In tutto ciò, l'aggravarsi della crisi libica ha fatto diventare il paese nordafricano uno dei principali corridoi, se non il principale, del traffico e dell'immigrazione.

One Saharan tribe makes $60,000/week smuggling West Africans to Libya. How can EU stop that? — Matina Stevis (@MatinaStevis)April 21, 2015

Tuttavia, spiega Di Nicola, anche se il problema libico venisse risolto "la situazione non cambierebbe più di tanto, perché le reti si ristrutturebbero comunque.

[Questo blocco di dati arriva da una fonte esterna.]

use std::fmt;

use serde::{Deserialize, Serialize};

use crate::core::decades::NDECADES;
use crate::error::{SurferError, SurferResult};

/// Popularity of a name in one decade.
///
/// The database stores `0` for decades where the name did not make the
/// rankings. That value is a sentinel, never a real rank. Other values are
/// kept as loaded, including negative ones and ones past the maximum rank.
#[derive(Debug, Clone, Copy, PartialEq, Eq, Hash, Serialize, Deserialize)]
pub enum Rank {
    Unranked,
    Ranked(i32),
}

impl Rank {
    /// Raw database value meaning "not ranked".
    pub const SENTINEL: i32 = 0;

    #[must_use]
    pub const fn from_raw(raw: i32) -> Self {
        if raw == Self::SENTINEL {
            Self::Unranked
        } else {
            Self::Ranked(raw)
        }
    }
}

impl fmt::Display for Rank {
    fn fmt(&self, f: &mut fmt::Formatter<'_>) -> fmt::Result {
        match self {
            Self::Unranked => f.write_str("*"),
            Self::Ranked(rank) => write!(f, "{rank}"),
        }
    }
}

/// One database record: a name and its rank for every stored decade.
#[derive(Debug, Clone, PartialEq, Eq, Serialize, Deserialize)]
pub struct NameEntry {
    name: String,
    ranks: [i32; NDECADES],
}

impl NameEntry {
    pub fn new(name: impl Into<String>, ranks: [i32; NDECADES]) -> SurferResult<Self> {
        let name = name.into();
        if name.is_empty() {
            return Err(SurferError::InvalidData(
                "entry name must not be empty".to_owned(),
            ));
        }
        if name.chars().any(char::is_whitespace) {
            return Err(SurferError::InvalidData(format!(
                "entry name `{name}` must not contain whitespace"
            )));
        }
        Ok(Self { name, ranks })
    }

    /// Parses one database line: a name followed by exactly `NDECADES` ranks.
    ///
    /// `line_number` is 1-based and only used for error reporting.
    pub fn parse_line(line: &str, line_number: usize) -> SurferResult<Self> {
        let mut tokens = line.split_whitespace();
        let name = tokens.next().ok_or_else(|| SurferError::MalformedLine {
            line_number,
            reason: "line is empty".to_owned(),
        })?;

        let rank_tokens: Vec<&str> = tokens.collect();
        if rank_tokens.len() != NDECADES {
            return Err(SurferError::MalformedLine {
                line_number,
                reason: format!(
                    "expected {NDECADES} rank values after `{name}`, found {}",
                    rank_tokens.len()
                ),
            });
        }

        let mut ranks = [0_i32; NDECADES];
        for (decade, (slot, token)) in ranks.iter_mut().zip(rank_tokens).enumerate() {
            *slot = token.parse().map_err(|_| SurferError::MalformedLine {
                line_number,
                reason: format!(
                    "rank `{token}` for decade {decade} of `{name}` is not an integer"
                ),
            })?;
        }

        Ok(Self {
            name: name.to_owned(),
            ranks,
        })
    }

    #[must_use]
    pub fn name(&self) -> &str {
        &self.name
    }

    #[must_use]
    pub fn raw_ranks(&self) -> &[i32; NDECADES] {
        &self.ranks
    }

    /// Rank for `decade` (offset from the start decade), `None` past the stored range.
    #[must_use]
    pub fn rank(&self, decade: usize) -> Option<Rank> {
        self.ranks.get(decade).copied().map(Rank::from_raw)
    }

    pub fn ranks(&self) -> impl ExactSizeIterator<Item = Rank> + '_ {
        self.ranks.iter().copied().map(Rank::from_raw)
    }

    /// Label text used next to the plotted point of `rank`.
    #[must_use]
    pub fn point_label(&self, rank: Rank) -> String {
        format!("{} {rank}", self.name)
    }
}

impl fmt::Display for NameEntry {
    fn fmt(&self, f: &mut fmt::Formatter<'_>) -> fmt::Result {
        write!(f, "{} [", self.name)?;
        for (index, rank) in self.ranks.iter().enumerate() {
            if index > 0 {
                f.write_str(" ")?;
            }
            write!(f, "{rank}")?;
        }
        f.write_str("]")
    }
}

Anche mettere le navi e affondare le barche, cose a mio avviso irrealizzabili dal punto di vista operativo, non è comunque una soluzione: è un tampone."

Il piano dell'Unione Europea, insomma, è incompleto perché è troppo orientato sulla repressione e ignora "la prevenzione e l'assistenza," due "pilastri" indicati da Di Nicola nella sua proposta in 15 punti scritta insieme a Musumeci.

Per Di Nicola quindi, "se ci si concentra solo sul contrasto ai trafficanti non si è capito nulla, perché la gestione inefficiente dell'immigrazione resta. Quella è la causa dei traffici: per il criminale razionale è domanda, opportunità e occasione. È come se io curassi solo i sintomi di una malattia e non le cause."

Nonostante le richieste di fare un passo in più per evitare altre stragi—perché comunque il flusso migratorio non si arresterà, come dimostrano gli sbarchi in Sicilia di questi giorni—le istituzioni europee hanno deciso di occuparsi unicamente dei sintomi.